[Stored data]
········

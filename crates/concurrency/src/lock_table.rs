//! Transaction lock table
//!
//! One entry per transaction between `acquire` and `release`, recording the
//! sorted resource list and the single mode used for all of them. The entry
//! is reserved as soon as `acquire` is called, so a second acquire by the
//! same transaction is rejected even while the first is still queued.
//!
//! Phase transitions:
//! - (absent) → `Queued` (reserve)
//! - `Queued` → `Admitted` (record lock order)
//! - `Admitted` → `Locked` (all resource locks granted)
//! - `Locked` → `Releasing` (begin release)
//! - `Releasing` → (absent) (finish release)
//! - `Queued` / `Admitted` → (absent) (bounded acquire gave up)

use crate::error::{LockError, LockResult};
use dashmap::mapref::entry::Entry;
use dashmap::DashMap;
use std::fmt;
use strata_core::{LockMode, TxnId};

/// Where a transaction is in its acquire/release lifecycle
#[derive(Debug, Clone, Copy, PartialEq, Eq)]
pub enum TxnPhase {
    /// Waiting in the admission queue
    Queued,
    /// Holds an admission slot, acquiring resource locks
    Admitted,
    /// Holds every resource lock in its set
    Locked,
    /// Release in progress
    Releasing,
}

impl fmt::Display for TxnPhase {
    fn fmt(&self, f: &mut fmt::Formatter<'_>) -> fmt::Result {
        match self {
            TxnPhase::Queued => write!(f, "queued"),
            TxnPhase::Admitted => write!(f, "admitted"),
            TxnPhase::Locked => write!(f, "locked"),
            TxnPhase::Releasing => write!(f, "releasing"),
        }
    }
}

/// The resources one transaction holds, in acquisition order
#[derive(Debug, Clone, PartialEq, Eq)]
pub struct LockSet {
    /// Sorted, deduplicated resource names
    pub resources: Vec<String>,
    /// Mode applied to every resource
    pub mode: LockMode,
    /// Lifecycle phase
    pub phase: TxnPhase,
}

/// Per-transaction lock set records
#[derive(Debug, Default)]
pub struct LockTable {
    sets: DashMap<TxnId, LockSet>,
}

impl LockTable {
    /// Create an empty table
    pub fn new() -> Self {
        Self::default()
    }

    /// Claim the entry for `txn`; fails if it already has one.
    pub fn reserve(&self, txn: TxnId, mode: LockMode) -> LockResult<()> {
        match self.sets.entry(txn) {
            Entry::Occupied(_) => Err(LockError::AlreadyLocked { txn }),
            Entry::Vacant(slot) => {
                slot.insert(LockSet {
                    resources: Vec::new(),
                    mode,
                    phase: TxnPhase::Queued,
                });
                Ok(())
            }
        }
    }

    /// Store the acquisition order for an admitted transaction.
    ///
    /// Done before any resource lock is taken so a stuck acquire is visible.
    pub fn record_admitted(&self, txn: TxnId, resources: Vec<String>) {
        if let Some(mut set) = self.sets.get_mut(&txn) {
            set.resources = resources;
            set.phase = TxnPhase::Admitted;
        }
    }

    /// Mark every resource of `txn` as granted
    pub fn mark_locked(&self, txn: TxnId) {
        if let Some(mut set) = self.sets.get_mut(&txn) {
            set.phase = TxnPhase::Locked;
        }
    }

    /// Move a fully locked set to `Releasing` and return a copy of it.
    ///
    /// Fails with `NotLocked` if `txn` has no entry, or is still acquiring,
    /// or another release of it is already under way.
    pub fn begin_release(&self, txn: TxnId) -> LockResult<LockSet> {
        match self.sets.get_mut(&txn) {
            Some(mut set) if set.phase == TxnPhase::Locked => {
                set.phase = TxnPhase::Releasing;
                Ok(set.value().clone())
            }
            _ => Err(LockError::NotLocked { txn }),
        }
    }

    /// Drop the entry of `txn`, returning it if present
    pub fn remove(&self, txn: TxnId) -> Option<LockSet> {
        self.sets.remove(&txn).map(|(_, set)| set)
    }

    /// Copy of the entry for `txn`
    pub fn get(&self, txn: TxnId) -> Option<LockSet> {
        self.sets.get(&txn).map(|set| set.value().clone())
    }

    /// True if `txn` fully holds its lock set
    pub fn is_locked(&self, txn: TxnId) -> bool {
        self.sets
            .get(&txn)
            .map(|set| set.phase == TxnPhase::Locked)
            .unwrap_or(false)
    }

    /// Number of transactions with an entry
    pub fn len(&self) -> usize {
        self.sets.len()
    }

    /// True if no transaction has an entry
    pub fn is_empty(&self) -> bool {
        self.sets.is_empty()
    }

    /// All entries, sorted by transaction id
    pub fn entries(&self) -> Vec<(TxnId, LockSet)> {
        let mut out: Vec<_> = self
            .sets
            .iter()
            .map(|e| (*e.key(), e.value().clone()))
            .collect();
        out.sort_by_key(|(txn, _)| *txn);
        out
    }
}
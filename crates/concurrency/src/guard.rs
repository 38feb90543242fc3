//! RAII release of a lock set

use crate::error::LockResult;
use crate::manager::LockManager;
use strata_core::TxnId;
use tracing::error;

/// Holds a transaction's lock set until dropped or released
///
/// Dropping the guard releases the locks and logs any error; call
/// [`release`](Self::release) to observe the error instead.
#[must_use = "dropping the guard releases the locks immediately"]
#[derive(Debug)]
pub struct LockSetGuard<'a> {
    manager: &'a LockManager,
    txn: TxnId,
    released: bool,
}

impl<'a> LockSetGuard<'a> {
    pub(crate) fn new(manager: &'a LockManager, txn: TxnId) -> Self {
        Self {
            manager,
            txn,
            released: false,
        }
    }

    /// Transaction owning the locks
    pub fn txn(&self) -> TxnId {
        self.txn
    }

    /// Release now and report the outcome
    pub fn release(mut self) -> LockResult<()> {
        self.released = true;
        self.manager.release(self.txn)
    }
}

impl Drop for LockSetGuard<'_> {
    fn drop(&mut self) {
        if self.released {
            return;
        }
        if let Err(e) = self.manager.release(self.txn) {
            error!(txn = %self.txn, error = %e, "release on guard drop failed");
        }
    }
}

········

Work to be completed:
Each entry must appear again in the answer exactly as written.

Reply:
filename crates/concurrency/src/lock_table.rs
//! Transaction lock table
//!
//! One entry per transaction between `acquire` and `release`, recording the
//! sorted resource list and the single mode used for all of them. The entry
//! is reserved as soon as `acquire` is called, so a second acquire by the
//! same transaction is rejected even while the first is still queued.
//!
//! Phase transitions:
//! - (absent) → `Queued` (reserve)
//! - `Queued` → `Admitted` (record lock order)
//! - `Admitted` → `Locked` (all resource locks granted)
//! - `Locked` → `Releasing` (begin release)
//! - `Releasing` → (absent) (finish release)
//! - `Queued` / `Admitted` → (absent) (bounded acquire gave up)

use crate::error::{LockError, LockResult};
use dashmap::mapref::entry::Entry;
use dashmap::DashMap;
use std::fmt;
use strata_core::{LockMode, TxnId};

/// Where a transaction is in its acquire/release lifecycle
#[derive(Debug, Clone, Copy, PartialEq, Eq)]
pub enum TxnPhase {
    /// Waiting in the admission queue
    Queued,
    /// Holds an admission slot, acquiring resource locks
    Admitted,
    /// Holds every resource lock in its set
    Locked,
    /// Release in progress
    Releasing,
}

impl fmt::Display for TxnPhase {
    fn fmt(&self, f: &mut fmt::Formatter<'_>) -> fmt::Result {
        match self {
            TxnPhase::Queued => write!(f, "queued"),
            TxnPhase::Admitted => write!(f, "admitted"),
            TxnPhase::Locked => write!(f, "locked"),
            TxnPhase::Releasing => write!(f, "releasing"),
        }
    }
}

/// The resources one transaction holds, in acquisition order
#[derive(Debug, Clone, PartialEq, Eq)]
pub struct LockSet {
    /// Sorted, deduplicated resource names
    pub resources: Vec<String>,
    /// Mode applied to every resource
    pub mode: LockMode,
    /// Lifecycle phase
    pub phase: TxnPhase,
}

/// Per-transaction lock set records
#[derive(Debug, Default)]
pub struct LockTable {
    sets: DashMap<TxnId, LockSet>,
}

impl LockTable {
    /// Create an empty table
    pub fn new() -> Self {
        Self::default()
    }

    /// Claim the entry for `txn`; fails if it already has one.
    pub fn reserve(&self, txn: TxnId, mode: LockMode) -> LockResult<()> {
        match self.sets.entry(txn) {
            Entry::Occupied(_) => Err(LockError::AlreadyLocked { txn }),
            Entry::Vacant(slot) => {
                slot.insert(LockSet {
                    resources: Vec::new(),
                    mode,
                    phase: TxnPhase::Queued,
                });
                Ok(())
            }
        }
    }

    /// Store the acquisition order for an admitted transaction.
    ///
    /// Done before any resource lock is taken so a stuck acquire is visible.
    pub fn record_admitted(&self, txn: TxnId, resources: Vec<String>) {
        if let Some(mut set) = self.sets.get_mut(&txn) {
            set.resources = resources;
            set.phase = TxnPhase::Admitted;
        }
    }

    /// Mark every resource of `txn` as granted
    pub fn mark_locked(&self, txn: TxnId) {
        if let Some(mut set) = self.sets.get_mut(&txn) {
            set.phase = TxnPhase::Locked;
        }
    }

    /// Move a fully locked set to `Releasing` and return a copy of it.
    ///
    /// Fails with `NotLocked` if `txn` has no entry, or is still acquiring,
    /// or another release of it is already under way.
    pub fn begin_release(&self, txn: TxnId) -> LockResult<LockSet> {
        match self.sets.get_mut(&txn) {
            Some(mut set) if set.phase == TxnPhase::Locked => {
                set.phase = TxnPhase::Releasing;
                Ok(set.value().clone())
            }
            _ => Err(LockError::NotLocked { txn }),
        }
    }

    /// Drop the entry of `txn`, returning it if present
    pub fn remove(&self, txn: TxnId) -> Option<LockSet> {
        self.sets.remove(&txn).map(|(_, set)| set)
    }

    /// Copy of the entry for `txn`
    pub fn get(&self, txn: TxnId) -> Option<LockSet> {
        self.sets.get(&txn).map(|set| set.value().clone())
    }

    /// True if `txn` fully holds its lock set
    pub fn is_locked(&self, txn: TxnId) -> bool {
        self.sets
            .get(&txn)
            .map(|set| set.phase == TxnPhase::Locked)
            .unwrap_or(false)
    }

    /// Number of transactions with an entry
    pub fn len(&self) -> usize {
        self.sets.len()
    }

    /// True if no transaction has an entry
    pub fn is_empty(&self) -> bool {
        self.sets.is_empty()
    }

    /// All entries, sorted by transaction id
    pub fn entries(&self) -> Vec<(TxnId, LockSet)> {
        let mut out: Vec<_> = self
            .sets
            .iter()
            .map(|e| (*e.key(), e.value().clone()))
            .collect();
        out.sort_by_key(|(txn, _)| *txn);
        out
    }
}
filename crates/concurrency/src/guard.rs
repository 38feb90543242fc3
//! RAII release of a lock set

use crate::error::LockResult;
use crate::manager::LockManager;
use strata_core::TxnId;
use tracing::error;

/// Holds a transaction's lock set until dropped or released
///
/// Dropping the guard releases the locks and logs any error; call
/// [`release`](Self::release) to observe the error instead.
#[must_use = "dropping the guard releases the locks immediately"]
#[derive(Debug)]
pub struct LockSetGuard<'a> {
    manager: &'a LockManager,
    txn: TxnId,
    released: bool,
}

impl<'a> LockSetGuard<'a> {
    pub(crate) fn new(manager: &'a LockManager, txn: TxnId) -> Self {
        Self {
            manager,
            txn,
            released: false,
        }
    }

    /// Transaction owning the locks
    pub fn txn(&self) -> TxnId {
        self.txn
    }

    /// Release now and report the outcome
    pub fn release(mut self) -> LockResult<()> {
        self.released = true;
        self.manager.release(self.txn)
    }
}

impl Drop for LockSetGuard<'_> {
    fn drop(&mut self) {
        if self.released {
            return;
        }
        if let Err(e) = self.manager.release(self.txn) {
            error!(txn = %self.txn, error = %e, "release on guard drop failed");
        }
    }
}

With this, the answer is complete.